Each secret is encoded with a “Game ID” which is unique to that “lineage” of files. What this means is that every secret is uniquely tailor-made for your file; you can’t give your secrets to your friend, because your friend will have a different GameID. At least, that’s what we thought, until…

Universal Secrets

There is, in fact, a set of secrets that works on all files. They’re all listed here. No matter what secret you used to create your file, the secrets listed here will work. This is an incredibly cheap way to get all of the rings!

Why does this work? I think this was purposely put in by the developers, so they could have a master “cheat-sheet” that they could use for testing purposes. If it were written in C, the code would amount to this:

bool isValidSecret(secret) {
    if (secret.gameID == 0)
        return true;
    if (game.gameID == secret.gameID)
        return true;
    return false;

If the encoded GameID is zero, the secret is valid on all files. It seems pretty obvious that they explicitly wanted these secrets to work all the time. Maybe they forgot to disable this before shipping.
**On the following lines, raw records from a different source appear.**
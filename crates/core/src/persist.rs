use std::cell::RefCell;
use std::collections::HashMap;
use std::rc::Rc;

use anyhow::{Context, Result};
use rusqlite::{named_params, Connection};
use thiserror::Error;

use crate::config::AppConfig;
use crate::model::{Item, Theme};

/// Key under which the serialized item list is stored.
pub const ITEMS_KEY: &str = "todos";
/// Key under which the theme literal is stored.
pub const THEME_KEY: &str = "theme";

/// Snapshot handed to the store at startup. Either half degrades to its
/// default independently when the stored value is absent or unparseable.
#[derive(Debug, Clone, Default, PartialEq, Eq)]
pub struct PersistedState {
    pub items: Vec<Item>,
    pub theme: Theme,
}

#[derive(Debug, Error)]
pub enum PersistError {
    #[error("failed to open data store at {path}")]
    Open {
        path: String,
        #[source]
        source: rusqlite::Error,
    },
    #[error("failed to prepare data store schema at {path}")]
    Setup {
        path: String,
        #[source]
        source: rusqlite::Error,
    },
}

/// Durable key-value mirror of the store contents.
///
/// Writes are fire-and-forget from the store's perspective: one write per
/// state change, no coalescing, no retry. Reads never fail — a value that
/// does not parse yields the default for that key only.
pub trait Persistence {
    fn load(&self) -> PersistedState;
    fn save_items(&mut self, items: &[Item]) -> Result<()>;
    fn save_theme(&mut self, theme: Theme) -> Result<()>;
}

/// SQLite-backed adapter: a single `kv(key, value)` table whose values are
/// the serialized strings of the wire format.
pub struct Database {
    conn: Connection,
}

impl Database {
    pub fn open(config: &AppConfig) -> Result<Self, PersistError> {
        let path = config.db_path().display().to_string();
        let conn = Connection::open(config.db_path()).map_err(|source| PersistError::Open {
            path: path.clone(),
            source,
        })?;
        conn.execute_batch(
            "PRAGMA journal_mode=WAL;
             CREATE TABLE IF NOT EXISTS kv (key TEXT PRIMARY KEY, value TEXT NOT NULL);",
        )
        .map_err(|source| PersistError::Setup { path, source })?;
        Ok(Self { conn })
    }

    fn read_key(&self, key: &str) -> Option<String> {
        self.conn
            .query_row("SELECT value FROM kv WHERE key = ?", [key], |row| {
                row.get(0)
            })
            .ok()
    }

    fn write_key(&self, key: &str, value: &str) -> Result<()> {
        self.conn.execute(
            "INSERT INTO kv (key, value) VALUES (:key, :value)
             ON CONFLICT(key) DO UPDATE SET value = excluded.value",
            named_params![":key": key, ":value": value],
        )?;
        Ok(())
    }
}

impl Persistence for Database {
    fn load(&self) -> PersistedState {
        PersistedState {
            items: parse_items(self.read_key(ITEMS_KEY)),
            theme: parse_theme(self.read_key(THEME_KEY)),
        }
    }

    fn save_items(&mut self, items: &[Item]) -> Result<()> {
        let encoded = serde_json::to_string(items).context("failed to encode item list")?;
        self.write_key(ITEMS_KEY, &encoded)
            .context("failed to write item list")
    }

    fn save_theme(&mut self, theme: Theme) -> Result<()> {
        self.write_key(THEME_KEY, theme.as_str())
            .context("failed to write theme")
    }
}

fn parse_items(raw: Option<String>) -> Vec<Item> {
    raw.and_then(|s| serde_json::from_str::<Vec<Item>>(&s).ok())
        .unwrap_or_default()
}

fn parse_theme(raw: Option<String>) -> Theme {
    raw.and_then(|s| s.parse::<Theme>().ok()).unwrap_or_default()
}

/// In-memory stand-in for tests and ephemeral sessions. Clones share the
/// underlying map, so several handles observe the same stored state the way
/// separate readers of one browser store would.
#[derive(Debug, Clone, Default)]
pub struct MemoryStore {
    values: Rc<RefCell<HashMap<String, String>>>,
}

impl MemoryStore {
    pub fn new() -> Self {
        Self::default()
    }

    /// Store a raw string under a key, bypassing serialization. Lets tests
    /// seed malformed values.
    pub fn insert_raw<K: Into<String>, V: Into<String>>(&self, key: K, value: V) {
        self.values.borrow_mut().insert(key.into(), value.into());
    }

    pub fn raw_value(&self, key: &str) -> Option<String> {
        self.values.borrow().get(key).cloned()
    }
}

impl Persistence for MemoryStore {
    fn load(&self) -> PersistedState {
        let values = self.values.borrow();
        PersistedState {
            items: parse_items(values.get(ITEMS_KEY).cloned()),
            theme: parse_theme(values.get(THEME_KEY).cloned()),
        }
    }

    fn save_items(&mut self, items: &[Item]) -> Result<()> {
        let encoded = serde_json::to_string(items).context("failed to encode item list")?;
        self.values
            .borrow_mut()
            .insert(ITEMS_KEY.to_string(), encoded);
        Ok(())
    }

    fn save_theme(&mut self, theme: Theme) -> Result<()> {
        self.values
            .borrow_mut()
            .insert(THEME_KEY.to_string(), theme.as_str().to_string());
        Ok(())
    }
}

#[cfg(test)]
mod tests {
    use pretty_assertions::assert_eq;
    use tempfile::TempDir;

    use super::*;

    fn temp_config() -> (AppConfig, TempDir) {
        let dir = TempDir::new().expect("temp dir");
        let config = AppConfig::from_data_dir(dir.path().to_path_buf()).expect("config");
        (config, dir)
    }

    #[test]
    fn database_roundtrips_items_and_theme() {
        let (config, _dir) = temp_config();
        let items = vec![Item::new(1, "Buy milk"), Item::new(2, "Water plants")];

        {
            let mut db = Database::open(&config).expect("open db");
            db.save_items(&items).expect("save items");
            db.save_theme(Theme::Dark).expect("save theme");
        }

        let reopened = Database::open(&config).expect("reopen db");
        let state = reopened.load();
        assert_eq!(state.items, items);
        assert_eq!(state.theme, Theme::Dark);
    }

    #[test]
    fn database_defaults_when_empty() {
        let (config, _dir) = temp_config();
        let db = Database::open(&config).expect("open db");
        let state = db.load();
        assert_eq!(state.items, Vec::new());
        assert_eq!(state.theme, Theme::Light);
    }

    #[test]
    fn malformed_items_degrade_without_touching_theme() {
        let store = MemoryStore::new();
        store.insert_raw(ITEMS_KEY, "{not json");
        store.insert_raw(THEME_KEY, "dark");

        let state = store.load();
        assert_eq!(state.items, Vec::new());
        assert_eq!(state.theme, Theme::Dark);
    }

    #[test]
    fn malformed_theme_degrades_without_touching_items() {
        let mut store = MemoryStore::new();
        let items = vec![Item::new(9, "Read mail")];
        store.save_items(&items).expect("save items");
        store.insert_raw(THEME_KEY, "sepia");

        let state = store.load();
        assert_eq!(state.items, items);
        assert_eq!(state.theme, Theme::Light);
    }

    #[test]
    fn memory_store_clones_share_state() {
        let store = MemoryStore::new();
        let mut writer = store.clone();
        writer
            .save_items(&[Item::new(1, "Shared")])
            .expect("save items");

        let state = store.load();
        assert_eq!(state.items.len(), 1);
        assert_eq!(state.items[0].text, "Shared");
    }

    #[test]
    fn saved_items_use_the_documented_layout() {
        let mut store = MemoryStore::new();
        let mut item = Item::new(4, "Call dentist");
        item.is_priority = true;
        store.save_items(&[item]).expect("save items");

        let raw = store.raw_value(ITEMS_KEY).expect("raw value");
        assert_eq!(
            raw,
            r#"[{"id":4,"text":"Call dentist","completed":false,"isPriority":true}]"#
        );
    }
}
It’s normally impossible for the GameID to be zero in a secret; zero means “uninitialized”, so if the GameID is zero, the game will assign a random number to it before generating a secret. These secrets were generated by modifying kabili207’s excellent secrets generator.

So, that’s cool and all, but how can we break the game?

Attack Vectors

Game secrets were the most promising type to pursue. They encode all of the information needed to initialize a file. Here is a complete list of the data encoded in these secrets:

  • Player name
  • Child’s name (Bipin & Blossom sidequest)
  • Child’s personality
  • Animal Companion
  • Game type (ages or seasons, linked or hero)
  • Whether or not Link got the friendship ring from Vasu

Let’s look at each of these in turn, excluding the last two.

Player/Child name

The first thing I tried was to replace the null-terminator with a character. The game breaks in some very interesting ways when text goes past the end of the line, so I wanted to make this happen.

Unfortunately, the game always resets the null-terminator to 0 after loading the secret, so that didn’t work.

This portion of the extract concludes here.